Obviously Shariah law is not yet firmly rooted in England (except, possibly, for certain financial laws, and some private binding arbitration): but the Muslims, or some of them, believe and say that the triumph of Shariah in England is only a matter of time.
One would suppose that any sign of cravenness in the face of an implacable enemy would serve only to encourage that enemy.

If that supposition is correct, the caution of Out East acts exactly contrary to their own notions of their cause and their self-interest.
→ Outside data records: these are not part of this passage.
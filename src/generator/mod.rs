//! Generator Client — turns (source, trace, error) into one candidate program.
//!
//! Picks a mode from the error text, builds a single prompt, makes a single
//! backend call, and pulls the program text out of the response. No retries:
//! one failed call fails the repair cycle.

pub mod prompts;
pub mod stubs;

use std::sync::{Arc, LazyLock};

use regex::Regex;
use tracing::{debug, info};

use crate::llm::{CompletionBackend, LlmError};
use crate::tracer::StepRecord;
use prompts::PromptInput;
use stubs::STUB_MARKER;

/// Why a request produced no candidate.
#[derive(Debug, thiserror::Error)]
pub enum GenerateError {
    #[error("generation service unavailable: {0}")]
    Unavailable(#[source] LlmError),

    #[error("generation response malformed: {0}")]
    Malformed(String),
}

impl From<LlmError> for GenerateError {
    fn from(err: LlmError) -> Self {
        match err {
            LlmError::InvalidResponse(msg) => GenerateError::Malformed(msg),
            other => GenerateError::Unavailable(other),
        }
    }
}

/// Prompt mode.
#[derive(Debug, Clone, Copy, PartialEq, Eq)]
pub enum RepairMode {
    /// Implement a stubbed function.
    Completion,
    /// Fix a fault.
    Repair,
}

impl RepairMode {
    /// The only dispatch on error text: does it carry the stub marker?
    pub fn for_error(error_text: &str) -> Self {
        if error_text.contains(STUB_MARKER) {
            RepairMode::Completion
        } else {
            RepairMode::Repair
        }
    }
}

impl std::fmt::Display for RepairMode {
    fn fmt(&self, f: &mut std::fmt::Formatter<'_>) -> std::fmt::Result {
        match self {
            RepairMode::Completion => write!(f, "completion"),
            RepairMode::Repair => write!(f, "repair"),
        }
    }
}

/// Builds repair requests against one backend.
pub struct GeneratorClient {
    backend: Arc<dyn CompletionBackend>,
    language: String,
    trace_tail: usize,
}

impl GeneratorClient {
    pub fn new(backend: Arc<dyn CompletionBackend>, language: impl Into<String>) -> Self {
        Self {
            backend,
            language: language.into(),
            trace_tail: 20,
        }
    }

    /// How many trailing steps to include in the prompt (0 = none).
    pub fn with_trace_tail(mut self, steps: usize) -> Self {
        self.trace_tail = steps;
        self
    }

    /// Build the prompt for one request without sending it.
    pub fn prompt_for(
        &self,
        source_text: &str,
        trace_history: &[StepRecord],
        error_text: &str,
    ) -> String {
        let mode = RepairMode::for_error(error_text);
        let stubs = match mode {
            RepairMode::Completion => stubs::find_stubs(&self.language, source_text),
            RepairMode::Repair => Vec::new(),
        };
        let tail_start = trace_history.len().saturating_sub(self.trace_tail);

        prompts::build_prompt(&PromptInput {
            language: &self.language,
            mode,
            source: source_text,
            error_text,
            trace_tail: &trace_history[tail_start..],
            stubs: &stubs,
        })
    }

    /// One request, one candidate.
    pub async fn request_fix(
        &self,
        source_text: &str,
        trace_history: &[StepRecord],
        error_text: &str,
    ) -> Result<String, GenerateError> {
        let mode = RepairMode::for_error(error_text);
        let prompt = self.prompt_for(source_text, trace_history, error_text);

        info!(%mode, backend = %self.backend.describe(), "requesting candidate");
        debug!(prompt_bytes = prompt.len(), "prompt built");

        let raw = self.backend.complete(&prompt).await?;
        let candidate = extract_code(&raw);
        if candidate.is_empty() {
            return Err(GenerateError::Malformed(
                "response contained no program text".into(),
            ));
        }

        debug!(candidate_bytes = candidate.len(), "candidate extracted");
        Ok(candidate)
    }
}

/// Fenced block with an optional language tag on its own line.
static FENCED: LazyLock<Regex> = LazyLock::new(|| {
    Regex::new(r"(?s)```[A-Za-z0-9_+.-]*[ \t]*\r?\n(.*?)```").expect("valid regex")
});

/// Fence on a single line: ```code```.
static INLINE_FENCED: LazyLock<Regex> =
    LazyLock::new(|| Regex::new(r"(?s)```(.*?)```").expect("valid regex"));

/// Pull program text out of a completion: the first fenced block, else the
/// whole response. Always trimmed; may be empty.
pub fn extract_code(text: &str) -> String {
    if let Some(caps) = FENCED.captures(text) {
        return caps[1].trim().to_string();
    }
    if let Some(caps) = INLINE_FENCED.captures(text) {
        return caps[1].trim().to_string();
    }
    text.trim().to_string()
}
//! Prompt templates for the generation service.
//!
//! Two modes:
//! - COMPLETION_INSTRUCTION: implement stubbed functions from their intent
//! - REPAIR_INSTRUCTION: fix the fault shown by the error and trace
//!
//! Both end with OUTPUT_RULES: the whole file, code only, one fenced block.

use super::stubs::StubSite;
use super::RepairMode;
use crate::tracer::StepRecord;

/// Instruction for completion mode.
pub const COMPLETION_INSTRUCTION: &str = "\
[TASK]
The program stopped at a function that is not implemented yet.
1. Read the comments and the name of the function to understand its goal.
2. Write the complete function implementation.
3. Output the FULL executable file, including the main entry block.";

/// Instruction for repair mode.
pub const REPAIR_INSTRUCTION: &str = "\
[TASK]
Fix the runtime failure.
1. Analyze the execution trace and the error.
2. Modify the code to fix the bug.
3. Output the FULL executable file.";

/// Output-format constraint shared by both modes.
pub const OUTPUT_RULES: &str = "\
[STRICT OUTPUT RULES]
1. Output ONLY valid {lang} code.
2. Enclose the code in a single ```{lang} ... ``` block.
3. NO explanations. NO conversational text.";

/// Everything one request is built from.
#[derive(Debug)]
pub struct PromptInput<'a> {
    pub language: &'a str,
    pub mode: RepairMode,
    pub source: &'a str,
    pub error_text: &'a str,
    /// Already cut to the configured tail length.
    pub trace_tail: &'a [StepRecord],
    pub stubs: &'a [StubSite],
}

pub fn instruction(mode: RepairMode) -> &'static str {
    match mode {
        RepairMode::Completion => COMPLETION_INSTRUCTION,
        RepairMode::Repair => REPAIR_INSTRUCTION,
    }
}

/// Build the single prompt sent to the backend.
pub fn build_prompt(input: &PromptInput<'_>) -> String {
    let lang = input.language;
    let mut prompt = format!("You are a backend {lang} coding engine.\n\n");

    prompt.push_str("[INPUT SOURCE]\n");
    prompt.push_str(&format!("```{lang}\n{}\n```\n", input.source.trim_end()));
    prompt.push_str(&format!("Error: {}\n", input.error_text.trim_end()));

    if !input.trace_tail.is_empty() {
        prompt.push_str("\n[EXECUTION TRACE]\n");
        for step in input.trace_tail {
            prompt.push_str(&format_step(step));
            prompt.push('\n');
        }
    }

    prompt.push('\n');
    prompt.push_str(instruction(input.mode));
    prompt.push('\n');

    if input.mode == RepairMode::Completion && !input.stubs.is_empty() {
        prompt.push_str("Functions to implement:\n");
        for stub in input.stubs {
            prompt.push_str(&format!("- `{}` (line {})\n", stub.name, stub.line));
        }
    }

    prompt.push('\n');
    prompt.push_str(&OUTPUT_RULES.replace("{lang}", lang));
    prompt.push('\n');
    prompt
}

/// `line 4: arr=[5, 2], pivot=5`
fn format_step(step: &StepRecord) -> String {
    if step.bindings.is_empty() {
        return format!("line {}", step.location);
    }
    let vars = step
        .bindings
        .iter()
        .map(|(k, v)| format!("{k}={v}"))
        .collect::<Vec<_>>()
        .join(", ");
    format!("line {}: {vars}", step.location)
}

#[cfg(test)]
mod tests {
    use super::*;
    use std::collections::BTreeMap;

    fn step(line: u32, vars: &[(&str, &str)]) -> StepRecord {
        StepRecord {
            location: line,
            bindings: vars
                .iter()
                .map(|(k, v)| (k.to_string(), v.to_string()))
                .collect::<BTreeMap<_, _>>(),
        }
    }

    #[test]
    fn repair_prompt_has_all_sections() {
        let trace = vec![step(1, &[]), step(2, &[("x", "0")])];
        let prompt = build_prompt(&PromptInput {
            language: "python",
            mode: RepairMode::Repair,
            source: "x = 0\nprint(1 / x)\n",
            error_text: "ZeroDivisionError: division by zero",
            trace_tail: &trace,
            stubs: &[],
        });

        assert!(prompt.contains("```python\nx = 0\nprint(1 / x)\n```"));
        assert!(prompt.contains("Error: ZeroDivisionError"));
        assert!(prompt.contains("[EXECUTION TRACE]\nline 1\nline 2: x=0\n"));
        assert!(prompt.contains("Fix the runtime failure"));
        assert!(prompt.contains("Output ONLY valid python code"));
        assert!(!prompt.contains("not implemented yet"));
    }

    #[test]
    fn completion_prompt_names_stubs() {
        let stubs = vec![StubSite {
            name: "quicksort".into(),
            line: 3,
        }];
        let prompt = build_prompt(&PromptInput {
            language: "python",
            mode: RepairMode::Completion,
            source: "def quicksort(arr):\n    raise NotImplementedError\n",
            error_text: "NotImplementedError",
            trace_tail: &[],
            stubs: &stubs,
        });

        assert!(prompt.contains("not implemented yet"));
        assert!(prompt.contains("- `quicksort` (line 3)"));
        assert!(!prompt.contains("[EXECUTION TRACE]"));
    }

    #[test]
    fn repair_mode_never_lists_stubs() {
        let stubs = vec![StubSite {
            name: "f".into(),
            line: 1,
        }];
        let prompt = build_prompt(&PromptInput {
            language: "python",
            mode: RepairMode::Repair,
            source: "",
            error_text: "ValueError",
            trace_tail: &[],
            stubs: &stubs,
        });
        assert!(!prompt.contains("Functions to implement"));
    }

    #[test]
    fn output_rules_use_language_tag() {
        let prompt = build_prompt(&PromptInput {
            language: "ruby",
            mode: RepairMode::Repair,
            source: "puts 1",
            error_text: "boom",
            trace_tail: &[],
            stubs: &[],
        });
        assert!(prompt.contains("```ruby ... ```"));
        assert!(!prompt.contains("{lang}"));
    }
}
Their logic has led them to an absurdity (1) They say Islamophobia is the same as Homophobia (2) they must oppose Islamophobia, and therefore support Islam (2) Islam is homophobic, therefore: they must support homophobia in the name of fighting homophobia.

No one can actually believe this.

My own theory (and I am a thoroughgoing supernaturalist) is that the Prince of the World controls the ways of this world. Hence, the world regards the Christian religion in general and the Catholic Church in particular as its main enemy: and when homosexuality is no longer a useful weapon to use to batter the Church and her sacrament of marriage into near-non-existence, the world uses a more violent and more clearly anti-christian weapon, Mohammedanism. And the first weapon, no longer useful, is dropped.

We have already seen in the last decade the speed with which feminism has been dropped when it clashes with Mohammedanism. Feminists fret about fictional income gaps with men, but ignore women being beaten, murdered or mutilated in their genitalia by their families, or forced into arranged marriages.

If this is how the world treats the cause of woman’s rights, when women represent more than half the race (and, in my opinion, the better half) how loyal with the world be to the few sexually abnormal persons who form a much smaller and less admired minority?

2 comments:

Patrick Button said...

Once again Wright does some awesome philosophical analysis. His commentary on religion and culture make me want to read his sci-fi works.

Ilíon said...

I have long considered it to be mostly a simple case of "projection" when "liberals" accuse us Christians of hating homosexual persons; it seems to me that most "liberals" loathe them ... and find them (currently) useful.